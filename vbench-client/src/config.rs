//! Connection parameters, distance metrics, and collection schemas.

use std::collections::BTreeMap;
use std::fmt;
use std::str::FromStr;

use serde::{Deserialize, Serialize};

use crate::error::{BenchError, Result};

/// Distance metric used for nearest-neighbor search.
///
/// Each driver resolves the metric into its backend's native vocabulary
/// when creating the index and when issuing search queries.
#[derive(Debug, Clone, Copy, Default, PartialEq, Eq, Serialize, Deserialize)]
#[serde(rename_all = "snake_case")]
pub enum MetricType {
    /// Euclidean (L2) distance.
    L2,
    /// Inner product (dot product).
    InnerProduct,
    /// Cosine similarity.
    #[default]
    Cosine,
}

/// Backend-native index parameters attached to a collection.
///
/// Immutable after creation; the `params` map carries backend-specific
/// algorithm knobs that this core treats as opaque strings.
#[derive(Debug, Clone, Default, PartialEq, Serialize, Deserialize)]
pub struct IndexDescriptor {
    /// The distance metric the index is built for.
    pub metric: MetricType,
    /// Additional backend-specific index parameters.
    #[serde(default, skip_serializing_if = "BTreeMap::is_empty")]
    pub params: BTreeMap<String, String>,
}

impl IndexDescriptor {
    /// Create a descriptor for the given metric with no extra parameters.
    pub fn new(metric: MetricType) -> Self {
        Self { metric, params: BTreeMap::new() }
    }

    /// Attach a backend-specific parameter.
    pub fn with_param(mut self, key: impl Into<String>, value: impl Into<String>) -> Self {
        self.params.insert(key.into(), value.into());
        self
    }
}

/// Identifies the target collection or table of a benchmark run.
///
/// Created once at setup, mutated only through inserts, dropped only when a
/// run explicitly requests a clean slate.
#[derive(Debug, Clone, PartialEq, Serialize, Deserialize)]
pub struct CollectionSchema {
    /// Collection or table name.
    pub name: String,
    /// Declared vector dimensionality; every record's vector must match it.
    pub dimensions: usize,
    /// Index parameters resolved into the backend's vocabulary at setup.
    #[serde(default)]
    pub index: IndexDescriptor,
}

impl CollectionSchema {
    /// Create a schema with the default (cosine) index descriptor.
    ///
    /// # Errors
    ///
    /// Returns [`BenchError::Config`] if `name` is empty or `dimensions`
    /// is zero.
    pub fn new(name: impl Into<String>, dimensions: usize) -> Result<Self> {
        let name = name.into();
        if name.is_empty() {
            return Err(BenchError::Config("collection name must not be empty".to_string()));
        }
        if dimensions == 0 {
            return Err(BenchError::Config("dimensionality must be greater than zero".to_string()));
        }
        Ok(Self { name, dimensions, index: IndexDescriptor::default() })
    }

    /// Replace the index descriptor.
    pub fn with_index(mut self, index: IndexDescriptor) -> Self {
        self.index = index;
        self
    }
}

/// Backend-specific search-time parameters, passed through to the driver.
pub type SearchFilters = BTreeMap<String, String>;

/// A flat string-keyed map of named connection parameters.
///
/// Backend drivers pull their own keys (host, port, credential, database
/// name, TLS flag) out of this map at configure time; unknown keys are
/// ignored. Values whose key looks like a credential are redacted from
/// `Debug` output.
#[derive(Clone, Default, Serialize, Deserialize)]
pub struct ConnectionParams {
    params: BTreeMap<String, String>,
}

impl ConnectionParams {
    /// Create an empty parameter map.
    pub fn new() -> Self {
        Self::default()
    }

    /// Set a parameter, returning `self` for chaining.
    pub fn set(mut self, key: impl Into<String>, value: impl Into<String>) -> Self {
        self.params.insert(key.into(), value.into());
        self
    }

    /// Look up a parameter.
    pub fn get(&self, key: &str) -> Option<&str> {
        self.params.get(key).map(String::as_str)
    }

    /// Look up a required parameter.
    ///
    /// # Errors
    ///
    /// Returns [`BenchError::Config`] naming the missing key.
    pub fn require(&self, key: &str) -> Result<&str> {
        self.get(key)
            .ok_or_else(|| BenchError::Config(format!("missing connection parameter '{key}'")))
    }

    /// Parse a parameter into `T`, falling back to `default` when absent.
    ///
    /// # Errors
    ///
    /// Returns [`BenchError::Config`] if the value is present but does not
    /// parse.
    pub fn parse_or<T: FromStr>(&self, key: &str, default: T) -> Result<T> {
        match self.get(key) {
            None => Ok(default),
            Some(raw) => raw.parse().map_err(|_| {
                BenchError::Config(format!(
                    "connection parameter '{key}' has invalid value '{raw}'"
                ))
            }),
        }
    }

    fn is_secret(key: &str) -> bool {
        key.contains("password") || key.contains("secret") || key.contains("token")
            || key.contains("key")
    }
}

impl fmt::Debug for ConnectionParams {
    fn fmt(&self, f: &mut fmt::Formatter<'_>) -> fmt::Result {
        let mut map = f.debug_map();
        for (key, value) in &self.params {
            if Self::is_secret(key) {
                map.entry(key, &"***");
            } else {
                map.entry(key, value);
            }
        }
        map.finish()
    }
}

impl FromIterator<(String, String)> for ConnectionParams {
    fn from_iter<I: IntoIterator<Item = (String, String)>>(iter: I) -> Self {
        Self { params: iter.into_iter().collect() }
    }
}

------------------------------------

→ **WHAT YOU WILL DO**
Restate the entries above word for word, beginning with their first line and ending with the line holding "#[derive(Debug, Clone, PartialEq, Serialize, Deserialize)]"; omit everything else.

→ **RESPONSE**
filename vbench-client/src/config.rs
//! Connection parameters, distance metrics, and collection schemas.

use std::collections::BTreeMap;
use std::fmt;
use std::str::FromStr;

use serde::{Deserialize, Serialize};

use crate::error::{BenchError, Result};

/// Distance metric used for nearest-neighbor search.
///
/// Each driver resolves the metric into its backend's native vocabulary
/// when creating the index and when issuing search queries.
#[derive(Debug, Clone, Copy, Default, PartialEq, Eq, Serialize, Deserialize)]
#[serde(rename_all = "snake_case")]
pub enum MetricType {
    /// Euclidean (L2) distance.
    L2,
    /// Inner product (dot product).
    InnerProduct,
    /// Cosine similarity.
    #[default]
    Cosine,
}

/// Backend-native index parameters attached to a collection.
///
/// Immutable after creation; the `params` map carries backend-specific
/// algorithm knobs that this core treats as opaque strings.
#[derive(Debug, Clone, Default, PartialEq, Serialize, Deserialize)]
pub struct IndexDescriptor {
    /// The distance metric the index is built for.
    pub metric: MetricType,
    /// Additional backend-specific index parameters.
    #[serde(default, skip_serializing_if = "BTreeMap::is_empty")]
    pub params: BTreeMap<String, String>,
}

impl IndexDescriptor {
    /// Create a descriptor for the given metric with no extra parameters.
    pub fn new(metric: MetricType) -> Self {
        Self { metric, params: BTreeMap::new() }
    }

    /// Attach a backend-specific parameter.
    pub fn with_param(mut self, key: impl Into<String>, value: impl Into<String>) -> Self {
        self.params.insert(key.into(), value.into());
        self
    }
}

/// Identifies the target collection or table of a benchmark run.
///
/// Created once at setup, mutated only through inserts, dropped only when a
/// run explicitly requests a clean slate.
#[derive(Debug, Clone, PartialEq, Serialize, Deserialize)]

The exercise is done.